Your answer must be the full listing, reproduced word for word.

________________

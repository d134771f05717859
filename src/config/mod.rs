//! Application configuration management
//!
//! Two layers: [`Config`] is process configuration read from the environment
//! once at startup, [`AppSettings`] is the user-editable YAML document that
//! the web actions read and rewrite.

pub mod check;
pub mod settings;
pub mod setters;
pub mod upgrade;

use std::env;

use anyhow::{Context, Result};

pub use check::check_settings;
pub use settings::{AppSettings, PathList, SettingsStore};
pub use setters::{DirectoryKey, DirectoryOp, SettingKey};
pub use upgrade::upgrade_settings;

/// Application configuration loaded from environment variables
#[derive(Debug, Clone)]
pub struct Config {
    /// Bind address
    pub host: String,

    /// Server port
    pub port: u16,

    /// SQLite database path or `sqlite://` url
    pub database_url: String,

    /// Settings document location
    pub config_path: String,

    /// Scratch directory for uploads and backup archives
    pub temp_path: String,

    /// Metadata cache file
    pub meta_cache_path: String,

    /// Number of formatted log lines kept for the `logging` action
    pub log_buffer_lines: usize,

    /// Restricts the offered transfer modes to the lite set
    pub lite_version: bool,
}

impl Config {
    /// Load configuration from environment variables
    pub fn from_env() -> Result<Self> {
        // Prefer DATABASE_PATH, fall back to DATABASE_URL
        let database_url = env::var("DATABASE_PATH")
            .or_else(|_| env::var("DATABASE_URL"))
            .unwrap_or_else(|_| "./data/mediashelf.db".to_string());

        Ok(Self {
            host: env::var("HOST").unwrap_or_else(|_| "0.0.0.0".to_string()),

            port: env::var("PORT")
                .unwrap_or_else(|_| "3000".to_string())
                .parse()
                .context("Invalid PORT")?,

            database_url,

            config_path: env::var("CONFIG_PATH")
                .unwrap_or_else(|_| "./config/config.yaml".to_string()),

            temp_path: env::var("TEMP_PATH").unwrap_or_else(|_| "./data/temp".to_string()),

            meta_cache_path: env::var("META_CACHE_PATH")
                .unwrap_or_else(|_| "./data/meta.json".to_string()),

            log_buffer_lines: env::var("LOG_BUFFER_LINES")
                .unwrap_or_else(|_| "200".to_string())
                .parse()
                .context("Invalid LOG_BUFFER_LINES")?,

            lite_version: env::var("LITE_VERSION")
                .map(|v| v == "true" || v == "1")
                .unwrap_or(false),
        })
    }

    /// Directory holding the settings document, used as the backup restore target
    pub fn config_dir(&self) -> std::path::PathBuf {
        std::path::Path::new(&self.config_path)
            .parent()
            .map(|p| p.to_path_buf())
            .unwrap_or_else(|| std::path::PathBuf::from("."))
    }
}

________________

Answer below:
repository d134771f05717859
filename src/config/mod.rs
//! Application configuration management
//!
//! Two layers: [`Config`] is process configuration read from the environment
//! once at startup, [`AppSettings`] is the user-editable YAML document that
//! the web actions read and rewrite.

pub mod check;
pub mod settings;
pub mod setters;
pub mod upgrade;

use std::env;

use anyhow::{Context, Result};

pub use check::check_settings;
pub use settings::{AppSettings, PathList, SettingsStore};
pub use setters::{DirectoryKey, DirectoryOp, SettingKey};
pub use upgrade::upgrade_settings;

/// Application configuration loaded from environment variables
#[derive(Debug, Clone)]
pub struct Config {
    /// Bind address
    pub host: String,

    /// Server port
    pub port: u16,

    /// SQLite database path or `sqlite://` url
    pub database_url: String,

    /// Settings document location
    pub config_path: String,

    /// Scratch directory for uploads and backup archives
    pub temp_path: String,

    /// Metadata cache file
    pub meta_cache_path: String,

    /// Number of formatted log lines kept for the `logging` action
    pub log_buffer_lines: usize,

    /// Restricts the offered transfer modes to the lite set
    pub lite_version: bool,
}

impl Config {
    /// Load configuration from environment variables
    pub fn from_env() -> Result<Self> {
        // Prefer DATABASE_PATH, fall back to DATABASE_URL
        let database_url = env::var("DATABASE_PATH")
            .or_else(|_| env::var("DATABASE_URL"))
            .unwrap_or_else(|_| "./data/mediashelf.db".to_string());

        Ok(Self {
            host: env::var("HOST").unwrap_or_else(|_| "0.0.0.0".to_string()),

            port: env::var("PORT")
                .unwrap_or_else(|_| "3000".to_string())
                .parse()
                .context("Invalid PORT")?,

            database_url,

            config_path: env::var("CONFIG_PATH")
                .unwrap_or_else(|_| "./config/config.yaml".to_string()),

            temp_path: env::var("TEMP_PATH").unwrap_or_else(|_| "./data/temp".to_string()),

            meta_cache_path: env::var("META_CACHE_PATH")
                .unwrap_or_else(|_| "./data/meta.json".to_string()),

            log_buffer_lines: env::var("LOG_BUFFER_LINES")
                .unwrap_or_else(|_| "200".to_string())
                .parse()
                .context("Invalid LOG_BUFFER_LINES")?,

            lite_version: env::var("LITE_VERSION")
                .map(|v| v == "true" || v == "1")
                .unwrap_or(false),
        })
    }

    /// Directory holding the settings document, used as the backup restore target
    pub fn config_dir(&self) -> std::path::PathBuf {
        std::path::Path::new(&self.config_path)
            .parent()
            .map(|p| p.to_path_buf())
            .unwrap_or_else(|| std::path::PathBuf::from("."))
    }
}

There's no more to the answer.